Una vieja leyenda nos cuenta una historia en un pequeño país, perdido en un continente ignoto, donde vivía un granjero. Como tal, plantaba su huerta y cuidaba de los animales que, la una y los otros, le proporcionaban todo lo necesario para vivir sin estrecheces.
Una mañana, como cada mañana, se acercó al establo donde ordeñaba su vaca y, tras obtener su ración diaria de leche, pasó al corral a recoger los huevos que, cada día, sus gallinas ponían puntualmente.
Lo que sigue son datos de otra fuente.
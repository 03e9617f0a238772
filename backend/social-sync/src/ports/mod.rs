//! Interfaces to the managed backend the engine runs against
//!
//! Every collaborator is an async trait object so the engine can be driven by
//! a hosted backend in production and by [`crate::memory::MemoryBackend`] in
//! tests.

mod filter;

pub use filter::{Condition, Filter, Order, Row};

use crate::domain::{CurrentUser, MediaFile, OutgoingNotification};
use async_trait::async_trait;
use thiserror::Error;
use tokio::sync::mpsc;
use uuid::Uuid;

/// Postgres `undefined_table`
const UNDEFINED_TABLE: &str = "42P01";
/// PostgREST "relation not in schema cache"
const SCHEMA_CACHE_MISS: &str = "PGRST205";
/// Postgres `unique_violation`
const UNIQUE_VIOLATION: &str = "23505";
/// Postgres `insufficient_privilege`
const INSUFFICIENT_PRIVILEGE: &str = "42501";

/// Failure reported by a remote collaborator
///
/// `message` is the remote layer's own text and is shown to users verbatim.
#[derive(Debug, Clone, PartialEq, Eq, Error)]
#[error("{message}")]
pub struct StoreError {
    pub message: String,
    pub code: Option<String>,
}

impl StoreError {
    pub fn new(message: impl Into<String>) -> Self {
        Self {
            message: message.into(),
            code: None,
        }
    }

    pub fn with_code(message: impl Into<String>, code: impl Into<String>) -> Self {
        Self {
            message: message.into(),
            code: Some(code.into()),
        }
    }

    /// The table (or view) the request targeted does not exist
    pub fn is_missing_relation(&self) -> bool {
        matches!(
            self.code.as_deref(),
            Some(UNDEFINED_TABLE) | Some(SCHEMA_CACHE_MISS)
        ) || (self.message.contains("relation") && self.message.contains("does not exist"))
    }

    pub fn is_unique_violation(&self) -> bool {
        self.code.as_deref() == Some(UNIQUE_VIOLATION)
            || self.message.contains("duplicate key value")
    }

    /// Row-level policy or grant rejection
    pub fn is_permission_denied(&self) -> bool {
        self.code.as_deref() == Some(INSUFFICIENT_PRIVILEGE)
            || self.message.contains("row-level security")
            || self.message.contains("permission denied")
    }
}

pub type StoreResult<T> = Result<T, StoreError>;

/// Session lookup; `None` means nobody is signed in
#[async_trait]
pub trait AuthProvider: Send + Sync {
    async fn current_user(&self) -> StoreResult<Option<CurrentUser>>;
}

/// Request/response access to the authoritative relational store
#[async_trait]
pub trait RelationalStore: Send + Sync {
    async fn select(
        &self,
        table: &str,
        filter: &Filter,
        order: Option<&Order>,
        limit: Option<usize>,
    ) -> StoreResult<Vec<Row>>;

    /// Insert one row and return it as stored (server-assigned id included)
    async fn insert(&self, table: &str, row: Row) -> StoreResult<Row>;

    async fn update(&self, table: &str, filter: &Filter, patch: Row) -> StoreResult<()>;

    async fn delete(&self, table: &str, filter: &Filter) -> StoreResult<()>;

    /// Insert or merge on the given conflict columns
    async fn upsert(&self, table: &str, row: Row, conflict_key: &[&str]) -> StoreResult<Row>;
}

/// Row change kinds carried by the realtime channel
#[derive(Debug, Clone, Copy, PartialEq, Eq, Hash)]
pub enum ChangeKind {
    Insert,
    Delete,
}

impl ChangeKind {
    pub fn as_str(self) -> &'static str {
        match self {
            ChangeKind::Insert => "insert",
            ChangeKind::Delete => "delete",
        }
    }
}

/// One pushed row change
#[derive(Debug, Clone, PartialEq)]
pub struct ChangeEvent {
    pub table: String,
    pub kind: ChangeKind,
    pub row: Row,
}

/// What to listen to
#[derive(Debug, Clone, PartialEq)]
pub struct SubscriptionSpec {
    pub table: String,
    pub kind: ChangeKind,
    pub filter: Filter,
}

impl SubscriptionSpec {
    pub fn inserts(table: impl Into<String>, filter: Filter) -> Self {
        Self {
            table: table.into(),
            kind: ChangeKind::Insert,
            filter,
        }
    }

    pub fn deletes(table: impl Into<String>, filter: Filter) -> Self {
        Self {
            table: table.into(),
            kind: ChangeKind::Delete,
            filter,
        }
    }

    pub fn accepts(&self, event: &ChangeEvent) -> bool {
        event.table == self.table && event.kind == self.kind && self.filter.matches(&event.row)
    }
}

#[derive(Debug, Clone, Copy, PartialEq, Eq, Hash)]
pub struct SubscriptionHandle(pub Uuid);

impl SubscriptionHandle {
    pub fn new() -> Self {
        Self(Uuid::new_v4())
    }
}

impl Default for SubscriptionHandle {
    fn default() -> Self {
        Self::new()
    }
}

/// Live subscription: events arrive on `events` in channel order until the
/// handle is unsubscribed (the sender side is then dropped).
#[derive(Debug)]
pub struct Subscription {
    pub handle: SubscriptionHandle,
    pub events: mpsc::UnboundedReceiver<ChangeEvent>,
}

/// Server-push change stream
///
/// Delivery is at-least-once and ordered per subscription; events missed
/// across reconnects are not replayed.
#[async_trait]
pub trait RealtimeChannel: Send + Sync {
    async fn subscribe(&self, specs: Vec<SubscriptionSpec>) -> StoreResult<Subscription>;

    async fn unsubscribe(&self, handle: SubscriptionHandle) -> StoreResult<()>;
}

/// File storage; returns the public URL of the stored object
#[cfg_attr(test, mockall::automock)]
#[async_trait]
pub trait MediaUploader: Send + Sync {
    async fn upload(&self, bucket: &str, path: &str, file: MediaFile) -> StoreResult<String>;
}

/// Fire-and-forget notification delivery
#[cfg_attr(test, mockall::automock)]
#[async_trait]
pub trait NotificationSender: Send + Sync {
    async fn send(&self, notification: OutgoingNotification) -> StoreResult<()>;
}
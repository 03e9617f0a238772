use crate::domain::{EntityId, Profile};
use std::collections::HashMap;

/// Read-only profile lookup keyed by user id
#[derive(Debug, Default)]
pub struct ProfileBook {
    profiles: HashMap<EntityId, Profile>,
}

impl ProfileBook {
    pub fn new() -> Self {
        Self::default()
    }

    pub fn get(&self, id: &EntityId) -> Option<&Profile> {
        self.profiles.get(id)
    }

    pub fn contains(&self, id: &EntityId) -> bool {
        self.profiles.contains_key(id)
    }

    pub fn insert(&mut self, profile: Profile) {
        self.profiles.insert(profile.id.clone(), profile);
    }

    pub fn extend(&mut self, profiles: impl IntoIterator<Item = Profile>) {
        for profile in profiles {
            self.insert(profile);
        }
    }

    /// Ids from `ids` with no cached profile, de-duplicated, in input order
    pub fn missing<'a>(&self, ids: impl IntoIterator<Item = &'a EntityId>) -> Vec<EntityId> {
        let mut missing: Vec<EntityId> = Vec::new();
        for id in ids {
            if !self.contains(id) && !missing.contains(id) {
                missing.push(id.clone());
            }
        }
        missing
    }

    pub fn len(&self) -> usize {
        self.profiles.len()
    }

    pub fn is_empty(&self) -> bool {
        self.profiles.is_empty()
    }
}
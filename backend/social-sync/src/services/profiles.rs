use crate::context::SyncContext;
use crate::domain::{EntityId, MediaFile, Profile};
use crate::error::{SyncError, SyncResult};
use crate::ports::{Filter, Row};
use crate::store::{shared, ProfileBook, Shared};
use serde_json::Value;
use std::sync::Arc;
use tracing::{debug, info, warn};
use uuid::Uuid;

/// Profile lookup shared by the feed and messaging engines
#[derive(Clone)]
pub struct ProfileDirectory {
    ctx: Arc<SyncContext>,
    book: Shared<ProfileBook>,
}

impl ProfileDirectory {
    pub fn new(ctx: Arc<SyncContext>) -> Self {
        let mut book = ProfileBook::new();
        if let Some(profile) = ctx.user.profile.clone() {
            book.insert(profile);
        }
        Self {
            ctx,
            book: shared(book),
        }
    }

    pub fn book(&self) -> Shared<ProfileBook> {
        self.book.clone()
    }

    pub fn get(&self, id: &EntityId) -> Option<Profile> {
        self.book.read().get(id).cloned()
    }

    /// Batch load the profiles of `ids`, replacing cached entries
    pub async fn refresh(&self, ids: &[EntityId]) -> SyncResult<usize> {
        if ids.is_empty() {
            return Ok(0);
        }
        let columns = self.ctx.schema.profiles().unwrap_or_default();
        let filter = Filter::new().is_in(columns.id_key(), ids.iter().map(EntityId::to_value));
        let rows = self
            .ctx
            .store
            .select(&self.ctx.tables().profiles, &filter, None, None)
            .await?;

        let columns = self.ctx.schema.detect_profiles(rows.first());
        let profiles: Vec<Profile> = rows.iter().filter_map(|row| columns.map(row)).collect();
        let loaded = profiles.len();
        self.book.write().extend(profiles);

        debug!(requested = ids.len(), loaded, "Profiles refreshed");
        Ok(loaded)
    }

    /// Load profiles not cached yet; a failed lookup only leaves the
    /// authors without a name
    pub async fn fill_missing(&self, ids: &[EntityId]) {
        let missing = self.book.read().missing(ids.iter());
        if let Err(e) = self.refresh(&missing).await {
            warn!(count = missing.len(), error = %e, "Failed to load profiles");
        }
    }

    /// Profile of `id`, looked up remotely when not cached
    pub async fn ensure(&self, id: &EntityId) -> Option<Profile> {
        if let Some(profile) = self.get(id) {
            return Some(profile);
        }
        self.fill_missing(std::slice::from_ref(id)).await;
        self.get(id)
    }

    /// Upload a new avatar for the current user and point the profile at it
    pub async fn update_avatar(&self, file: MediaFile) -> SyncResult<String> {
        if file.bytes.is_empty() {
            return Err(SyncError::validation("Choose an image first"));
        }
        let user_id = self.ctx.user_id().clone();
        let path = format!("{}/{}-{}", user_id, Uuid::new_v4(), file.file_name);
        let url = self
            .ctx
            .media
            .upload(&self.ctx.config.media.avatar_bucket, &path, file)
            .await
            .map_err(SyncError::Upload)?;

        let columns = self.ctx.schema.profiles().unwrap_or_default();
        let mut patch = Row::new();
        patch.insert(columns.avatar_key().to_string(), Value::String(url.clone()));
        self.ctx
            .store
            .update(
                &self.ctx.tables().profiles,
                &Filter::new().eq(columns.id_key(), user_id.to_value()),
                patch,
            )
            .await?;

        {
            let mut book = self.book.write();
            let mut profile = book
                .get(&user_id)
                .cloned()
                .unwrap_or_else(|| Profile::new(user_id.clone()));
            profile.avatar_url = Some(url.clone());
            book.insert(profile);
        }

        info!(user_id = %user_id, "Avatar updated");
        Ok(url)
    }
}
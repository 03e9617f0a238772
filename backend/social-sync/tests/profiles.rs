mod common;

use common::{backend, sign_in};
use social_sync::domain::{EntityId, MediaFile};
use social_sync::SyncError;

#[tokio::test]
async fn test_avatar_upload_updates_profile_row_and_cache() {
    let backend = backend();
    let ada = sign_in(&backend, "u1", "Ada").await;
    let file = MediaFile::new("me.png", "image/png", vec![1, 2, 3]);

    let url = ada.profiles().update_avatar(file).await.unwrap();

    let uploads = backend.uploads();
    assert_eq!(uploads.len(), 1);
    assert_eq!(uploads[0].bucket, "avatars");
    assert!(uploads[0].path.starts_with("u1/"));
    assert!(uploads[0].path.ends_with("me.png"));

    let stored = backend
        .rows("profiles")
        .into_iter()
        .find(|row| row["id"] == "u1")
        .unwrap();
    assert_eq!(stored["avatar_url"], url.as_str());
    // the name column is left alone
    assert_eq!(stored["full_name"], "Ada");

    let cached = ada.profiles().get(&EntityId::from("u1")).unwrap();
    assert_eq!(cached.avatar_url.as_deref(), Some(url.as_str()));
}

#[tokio::test]
async fn test_failed_avatar_upload_leaves_profile_untouched() {
    let backend = backend();
    let ada = sign_in(&backend, "u1", "Ada").await;
    backend.fail_next_upload("bucket full");

    let err = ada
        .profiles()
        .update_avatar(MediaFile::new("me.png", "image/png", vec![1]))
        .await
        .unwrap_err();

    assert!(matches!(err, SyncError::Upload(_)));
    assert!(err.user_message().contains("bucket full"));
    assert!(backend.uploads().is_empty());
    assert!(backend
        .rows("profiles")
        .iter()
        .all(|row| row.get("avatar_url").is_none()));
}

#[tokio::test]
async fn test_empty_avatar_is_rejected_before_upload() {
    let backend = backend();
    let ada = sign_in(&backend, "u1", "Ada").await;

    let err = ada
        .profiles()
        .update_avatar(MediaFile::new("me.png", "image/png", Vec::new()))
        .await
        .unwrap_err();

    assert!(matches!(err, SyncError::Validation(_)));
    assert!(backend.uploads().is_empty());
}

#[tokio::test]
async fn test_refresh_reads_alternate_name_column() {
    let backend = backend();
    backend.seed(
        "profiles",
        vec![common::row(serde_json::json!({ "id": "u9", "username": "dora" }))],
    );
    let ada = sign_in(&backend, "u1", "Ada").await;

    let loaded = ada
        .profiles()
        .refresh(&[EntityId::from("u9")])
        .await
        .unwrap();

    assert_eq!(loaded, 1);
    assert_eq!(
        ada.profiles()
            .get(&EntityId::from("u9"))
            .and_then(|p| p.display_name),
        Some("dora".to_string())
    );
}
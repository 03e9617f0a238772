use serde::{Deserialize, Serialize};
use serde_json::Value;
use std::fmt;
use uuid::Uuid;

const TEMP_PREFIX: &str = "temp-";

/// Opaque entity identifier, normalized to its string form
///
/// Rows coming from different tables (or deployments) may carry numeric or
/// textual ids; `7` and `"7"` normalize to the same `EntityId`.
#[derive(Debug, Clone, PartialEq, Eq, Hash, PartialOrd, Ord, Serialize, Deserialize)]
#[serde(transparent)]
pub struct EntityId(String);

impl EntityId {
    pub fn new(id: impl Into<String>) -> Self {
        Self(id.into())
    }

    /// Fresh local id for an optimistic entry awaiting confirmation
    pub fn temporary() -> Self {
        Self(format!("{TEMP_PREFIX}{}", Uuid::new_v4()))
    }

    pub fn is_temporary(&self) -> bool {
        self.0.starts_with(TEMP_PREFIX)
    }

    pub fn as_str(&self) -> &str {
        &self.0
    }

    /// Normalize a JSON cell into an id; empty strings, nulls and
    /// structured values are not ids.
    pub fn from_value(value: &Value) -> Option<Self> {
        match value {
            Value::String(s) => {
                let trimmed = s.trim();
                (!trimmed.is_empty()).then(|| Self(trimmed.to_string()))
            }
            Value::Number(n) => Some(Self(n.to_string())),
            _ => None,
        }
    }

    /// JSON form for writes; numeric ids are written back as numbers so
    /// integer key columns keep their type.
    pub fn to_value(&self) -> Value {
        match self.0.parse::<i64>() {
            Ok(n) if n.to_string() == self.0 => Value::from(n),
            _ => Value::String(self.0.clone()),
        }
    }
}

impl fmt::Display for EntityId {
    fn fmt(&self, f: &mut fmt::Formatter<'_>) -> fmt::Result {
        f.write_str(&self.0)
    }
}

impl From<&str> for EntityId {
    fn from(value: &str) -> Self {
        Self(value.to_string())
    }
}

impl From<String> for EntityId {
    fn from(value: String) -> Self {
        Self(value)
    }
}

impl From<i64> for EntityId {
    fn from(value: i64) -> Self {
        Self(value.to_string())
    }
}

impl From<Uuid> for EntityId {
    fn from(value: Uuid) -> Self {
        Self(value.to_string())
    }
}

/// String key used when comparing JSON cells loosely (filters, dedup)
pub fn value_key(value: &Value) -> Option<String> {
    match value {
        Value::String(s) => Some(s.trim().to_string()),
        Value::Number(n) => Some(n.to_string()),
        Value::Bool(b) => Some(b.to_string()),
        _ => None,
    }
}

#[cfg(test)]
mod tests {
    use super::*;
    use serde_json::json;

    #[test]
    fn numeric_and_textual_ids_normalize_equal() {
        assert_eq!(
            EntityId::from_value(&json!(42)),
            EntityId::from_value(&json!("42"))
        );
        assert_eq!(EntityId::from_value(&json!("  ")), None);
        assert_eq!(EntityId::from_value(&json!(null)), None);
    }

    #[test]
    fn temporary_ids_are_marked() {
        let id = EntityId::temporary();
        assert!(id.is_temporary());
        assert!(!EntityId::from("17").is_temporary());
    }

    #[test]
    fn to_value_keeps_numeric_type() {
        assert_eq!(EntityId::from("17").to_value(), json!(17));
        assert_eq!(EntityId::from("017").to_value(), json!("017"));
        assert_eq!(EntityId::from("abc").to_value(), json!("abc"));
    }
}
use super::{Dedup, EventReducer, ReconcileOutcome};
use crate::context::SyncContext;
use crate::domain::{ChatScope, EntityId};
use crate::error::SyncResult;
use crate::ports::{ChangeEvent, ChangeKind};
use crate::schema::fixed::{self, message_from_row};
use crate::services::ProfileDirectory;
use crate::store::{MessageStore, Shared, Upsert};
use async_trait::async_trait;
use std::sync::Arc;
use tracing::debug;

/// Merges pushed messages of the community room or one conversation
pub struct MessageReducer {
    ctx: Arc<SyncContext>,
    messages: Shared<MessageStore>,
    profiles: ProfileDirectory,
    dedup: Dedup,
    scope: ChatScope,
}

impl MessageReducer {
    pub(crate) fn new(
        ctx: Arc<SyncContext>,
        messages: Shared<MessageStore>,
        profiles: ProfileDirectory,
        dedup: Dedup,
        scope: ChatScope,
    ) -> Self {
        Self {
            ctx,
            messages,
            profiles,
            dedup,
            scope,
        }
    }

    async fn inserted(&self, event: &ChangeEvent) -> SyncResult<ReconcileOutcome> {
        let community = self.scope == ChatScope::Community;
        let Some(message) = message_from_row(&event.row, community) else {
            return Ok(ReconcileOutcome::Ignored);
        };
        if message.scope != self.scope {
            return Ok(ReconcileOutcome::Ignored);
        }

        let key = Dedup::key(event, &message.id);
        if self.dedup.seen(&key)? {
            debug!(message_id = %message.id, "Skipping redelivered message");
            return Ok(ReconcileOutcome::Duplicate);
        }

        let me = self.ctx.user_id();
        let mine = message.sender_id.as_ref() == Some(me);
        if !mine {
            if let Some(sender) = &message.sender_id {
                self.profiles.ensure(sender).await;
            }
        }

        let outcome = {
            let mut messages = self.messages.write();
            let pending = if mine {
                messages.pending_message_for(&self.scope, me, &message.text)
            } else {
                None
            };
            if messages.contains_message(&self.scope, &message.id) {
                ReconcileOutcome::Duplicate
            } else if let Some(temp_id) = pending {
                let server_id = message.id.clone();
                messages.confirm_message(&temp_id, message);
                ReconcileOutcome::Confirmed { temp_id, server_id }
            } else {
                let id = message.id.clone();
                match messages.append(message) {
                    Upsert::Inserted => ReconcileOutcome::Appended(id),
                    Upsert::Replaced => ReconcileOutcome::Duplicate,
                    Upsert::Ignored => ReconcileOutcome::Ignored,
                }
            }
        };

        self.dedup.record(&key, &outcome)?;
        debug!(scope = ?self.scope, outcome = ?outcome, "Pushed message merged");
        Ok(outcome)
    }

    fn deleted(&self, event: &ChangeEvent) -> SyncResult<ReconcileOutcome> {
        let Some(id) = event.row.get(fixed::ID).and_then(EntityId::from_value) else {
            return Ok(ReconcileOutcome::Ignored);
        };
        let key = Dedup::key(event, &id);
        if self.dedup.seen(&key)? {
            return Ok(ReconcileOutcome::Duplicate);
        }
        let outcome = match self.messages.write().remove_message(&self.scope, &id) {
            Some(_) => ReconcileOutcome::Removed(id),
            None => ReconcileOutcome::Ignored,
        };
        self.dedup.record(&key, &outcome)?;
        Ok(outcome)
    }
}

#[async_trait]
impl EventReducer for MessageReducer {
    async fn reduce(&self, event: ChangeEvent) -> SyncResult<ReconcileOutcome> {
        match event.kind {
            ChangeKind::Insert => self.inserted(&event).await,
            ChangeKind::Delete => self.deleted(&event),
        }
    }
}
/// Configuration management for social-sync
///
/// Loads configuration from environment variables.
use anyhow::{Context, Result};
use serde::{Deserialize, Serialize};
use std::time::Duration;

/// Main engine configuration
#[derive(Debug, Clone, Serialize, Deserialize, PartialEq)]
pub struct SyncConfig {
    /// Feed and message window sizes
    pub feed: FeedConfig,
    /// Storage bucket names for uploads
    pub media: MediaConfig,
    /// Realtime reconciliation settings
    pub realtime: RealtimeConfig,
    /// Table names in the relational store
    pub tables: TableNames,
}

/// Window sizes
#[derive(Debug, Clone, Serialize, Deserialize, PartialEq)]
pub struct FeedConfig {
    /// Most recent posts kept in the feed window
    #[serde(default = "default_feed_window")]
    pub window_size: usize,
    /// Community messages loaded on open
    #[serde(default = "default_community_history")]
    pub community_history: usize,
    /// Private messages loaded when a conversation opens
    #[serde(default = "default_conversation_history")]
    pub conversation_history: usize,
    /// Notifications loaded per refresh
    #[serde(default = "default_notification_limit")]
    pub notification_limit: usize,
}

/// Upload buckets
#[derive(Debug, Clone, Serialize, Deserialize, PartialEq)]
pub struct MediaConfig {
    pub post_bucket: String,
    pub avatar_bucket: String,
}

/// Realtime settings
#[derive(Debug, Clone, Serialize, Deserialize, PartialEq)]
pub struct RealtimeConfig {
    /// Processed event ids remembered for de-duplication
    pub dedup_capacity: usize,
    /// How long a processed event id is remembered
    pub dedup_retention: Duration,
    /// Buffer of the mutation lifecycle broadcast channel
    pub lifecycle_capacity: usize,
}

/// Names of the externally-owned tables
#[derive(Debug, Clone, Serialize, Deserialize, PartialEq)]
pub struct TableNames {
    pub posts: String,
    pub post_likes: String,
    pub comments: String,
    pub comment_likes: String,
    pub profiles: String,
    pub conversations: String,
    pub conversation_participants: String,
    pub private_messages: String,
    pub community_messages: String,
    pub notifications: String,
}

// Default values
fn default_feed_window() -> usize {
    50
}

fn default_community_history() -> usize {
    100
}

fn default_conversation_history() -> usize {
    200
}

fn default_notification_limit() -> usize {
    50
}

impl Default for FeedConfig {
    fn default() -> Self {
        Self {
            window_size: default_feed_window(),
            community_history: default_community_history(),
            conversation_history: default_conversation_history(),
            notification_limit: default_notification_limit(),
        }
    }
}

impl Default for MediaConfig {
    fn default() -> Self {
        Self {
            post_bucket: "post-media".to_string(),
            avatar_bucket: "avatars".to_string(),
        }
    }
}

impl Default for RealtimeConfig {
    fn default() -> Self {
        Self {
            dedup_capacity: 10_000,
            dedup_retention: Duration::from_secs(3600),
            lifecycle_capacity: 256,
        }
    }
}

impl Default for TableNames {
    fn default() -> Self {
        Self {
            posts: "posts".to_string(),
            post_likes: "post_likes".to_string(),
            comments: "comments".to_string(),
            comment_likes: "comment_likes".to_string(),
            profiles: "profiles".to_string(),
            conversations: "conversations".to_string(),
            conversation_participants: "conversation_participants".to_string(),
            private_messages: "private_messages".to_string(),
            community_messages: "community_messages".to_string(),
            notifications: "notifications".to_string(),
        }
    }
}

impl Default for SyncConfig {
    fn default() -> Self {
        Self {
            feed: FeedConfig::default(),
            media: MediaConfig::default(),
            realtime: RealtimeConfig::default(),
            tables: TableNames::default(),
        }
    }
}

fn env_parse<T: std::str::FromStr>(key: &str) -> Result<Option<T>>
where
    T::Err: std::fmt::Display,
{
    match std::env::var(key) {
        Ok(raw) => raw
            .trim()
            .parse::<T>()
            .map(Some)
            .map_err(|e| anyhow::anyhow!("{e}"))
            .with_context(|| format!("{key} has an invalid value: {raw:?}")),
        Err(_) => Ok(None),
    }
}

fn env_string(key: &str, default: String) -> String {
    std::env::var(key)
        .ok()
        .filter(|v| !v.trim().is_empty())
        .unwrap_or(default)
}

impl SyncConfig {
    /// Load configuration from environment variables
    pub fn from_env() -> Result<Self> {
        let defaults = SyncConfig::default();

        let window_size: usize =
            env_parse("FEED_WINDOW_SIZE")?.unwrap_or(defaults.feed.window_size);
        if window_size == 0 {
            anyhow::bail!("FEED_WINDOW_SIZE must be greater than zero");
        }

        let feed = FeedConfig {
            window_size,
            community_history: env_parse("COMMUNITY_HISTORY_LIMIT")?
                .unwrap_or(defaults.feed.community_history),
            conversation_history: env_parse("CONVERSATION_HISTORY_LIMIT")?
                .unwrap_or(defaults.feed.conversation_history),
            notification_limit: env_parse("NOTIFICATION_LIMIT")?
                .unwrap_or(defaults.feed.notification_limit),
        };

        let media = MediaConfig {
            post_bucket: env_string("POST_MEDIA_BUCKET", defaults.media.post_bucket),
            avatar_bucket: env_string("AVATAR_BUCKET", defaults.media.avatar_bucket),
        };

        let realtime = RealtimeConfig {
            dedup_capacity: env_parse("REALTIME_DEDUP_CAPACITY")?
                .unwrap_or(defaults.realtime.dedup_capacity),
            dedup_retention: env_parse::<u64>("REALTIME_DEDUP_RETENTION_SECS")?
                .map(Duration::from_secs)
                .unwrap_or(defaults.realtime.dedup_retention),
            lifecycle_capacity: env_parse("LIFECYCLE_CHANNEL_CAPACITY")?
                .unwrap_or(defaults.realtime.lifecycle_capacity)
                .max(1),
        };

        let t = defaults.tables;
        let tables = TableNames {
            posts: env_string("SYNC_TABLE_POSTS", t.posts),
            post_likes: env_string("SYNC_TABLE_POST_LIKES", t.post_likes),
            comments: env_string("SYNC_TABLE_COMMENTS", t.comments),
            comment_likes: env_string("SYNC_TABLE_COMMENT_LIKES", t.comment_likes),
            profiles: env_string("SYNC_TABLE_PROFILES", t.profiles),
            conversations: env_string("SYNC_TABLE_CONVERSATIONS", t.conversations),
            conversation_participants: env_string(
                "SYNC_TABLE_CONVERSATION_PARTICIPANTS",
                t.conversation_participants,
            ),
            private_messages: env_string("SYNC_TABLE_PRIVATE_MESSAGES", t.private_messages),
            community_messages: env_string(
                "SYNC_TABLE_COMMUNITY_MESSAGES",
                t.community_messages,
            ),
            notifications: env_string("SYNC_TABLE_NOTIFICATIONS", t.notifications),
        };

        Ok(SyncConfig {
            feed,
            media,
            realtime,
            tables,
        })
    }
}

#[cfg(test)]
mod tests {
    use super::*;

    // One test body: the process environment is shared between test threads.
    #[test]
    fn test_env_values() {
        std::env::remove_var("FEED_WINDOW_SIZE");
        std::env::set_var("SYNC_TABLE_COMMENT_LIKES", "post_comment_likes");

        let config = SyncConfig::from_env().unwrap();

        assert_eq!(config.feed.window_size, 50);
        assert_eq!(config.feed.community_history, 100);
        assert_eq!(config.media.post_bucket, "post-media");
        assert_eq!(config.tables.posts, "posts");
        assert_eq!(config.tables.comment_likes, "post_comment_likes");
        assert_eq!(config.realtime.dedup_retention, Duration::from_secs(3600));
        std::env::remove_var("SYNC_TABLE_COMMENT_LIKES");

        std::env::set_var("REALTIME_DEDUP_CAPACITY", "lots");
        let err = SyncConfig::from_env().unwrap_err();
        std::env::remove_var("REALTIME_DEDUP_CAPACITY");
        assert!(format!("{err:#}").contains("REALTIME_DEDUP_CAPACITY"));

        std::env::set_var("FEED_WINDOW_SIZE", "0");
        assert!(SyncConfig::from_env().is_err());
        std::env::remove_var("FEED_WINDOW_SIZE");
    }
}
Uno de esos huevos era extraño, el enorme peso y su color hacían sospechar que estaba hecho de oro y, extrañado, lo guardó en casa pensando cómo habría ido a parar ahí semejante alhaja.
Todos los días, a partir de entonces, aparecía un huevo de oro entre los demás y no tardó en identificar a la gallina autora del prodigio a la que cuidó con mimo preservándola de cualquier percance.
Al poco, descubrió que cuanto más aislaba su preciada gallina del resto de aves, aunque seguía con su puesta diaria, los huevos eran más pequeños y, al contrario, si correteaba libre por el patio, rodeada de congéneres bulliciosas, el trofeo diario era más grande y brillante, de modo que optó por dar suelta a su inesperada fuente de riqueza.
Con el paso de los años, el granjero aumentó su cabaña y sus tierras de labor, dando de comer a muchas familias y, no sin asombro, se vio a sí mismo envejecer mientras su gallina estaba más joven, lozana y productiva que el primer día.
El hijo del granjero, si bien cuidaba de la hacienda y trabajaba a diario con su padre por sacarla adelante, tenía planes ambiciosos para con el ave y su puesta diaria. Cada vez que nadie lo miraba, se entretenía en trazar números con un palo en el suelo, echando cuentas imaginarias de cómo de dulce sería su vida a la muerte de su padre.
La deseada muerte del granjero llegó y el hijo tomó las riendas de la explotación a la que despojó de su aire bucólico y le dio un sentido más industrial. Aún aumentando la producción de la granja, no tenía dinero suficiente para sus gastos onerosos y, en pocos años dilapidó los ahorros de su padre, hipotecó la granja y explotó a sus trabajadores encontrándose cada día más entrampado.
La gallina, ya puesta a buen recaudo en un corral propio y bien cerrado, languidecía con la consiguiente merma de producción. El hijo, ahora propietario; presa de su ambición y una avaricia sin límites, tomó una decisión dramática de la que se arrepentiría el resto de su vida: Con la mente nublada por la visión de montañas de oro, entró una tarde en el cubículo del ave armado con un gran cuchillo y la abrió de arriba abajo.
Cual sería su desolación al comprobar que, sólo la acertada combinación y funcionamiento de células, órganos y felicidad, eran capaces de dar su fruto diario en forma de huevo dorado y, ahora, se había quedado sin nada.
Cuenta esa vieja leyenda, que el hijo del granjero, murió triste, solo, pobre y perdido tras muchos años de mendigar un mendrugo de pan por las puertas de iglesias y palacios.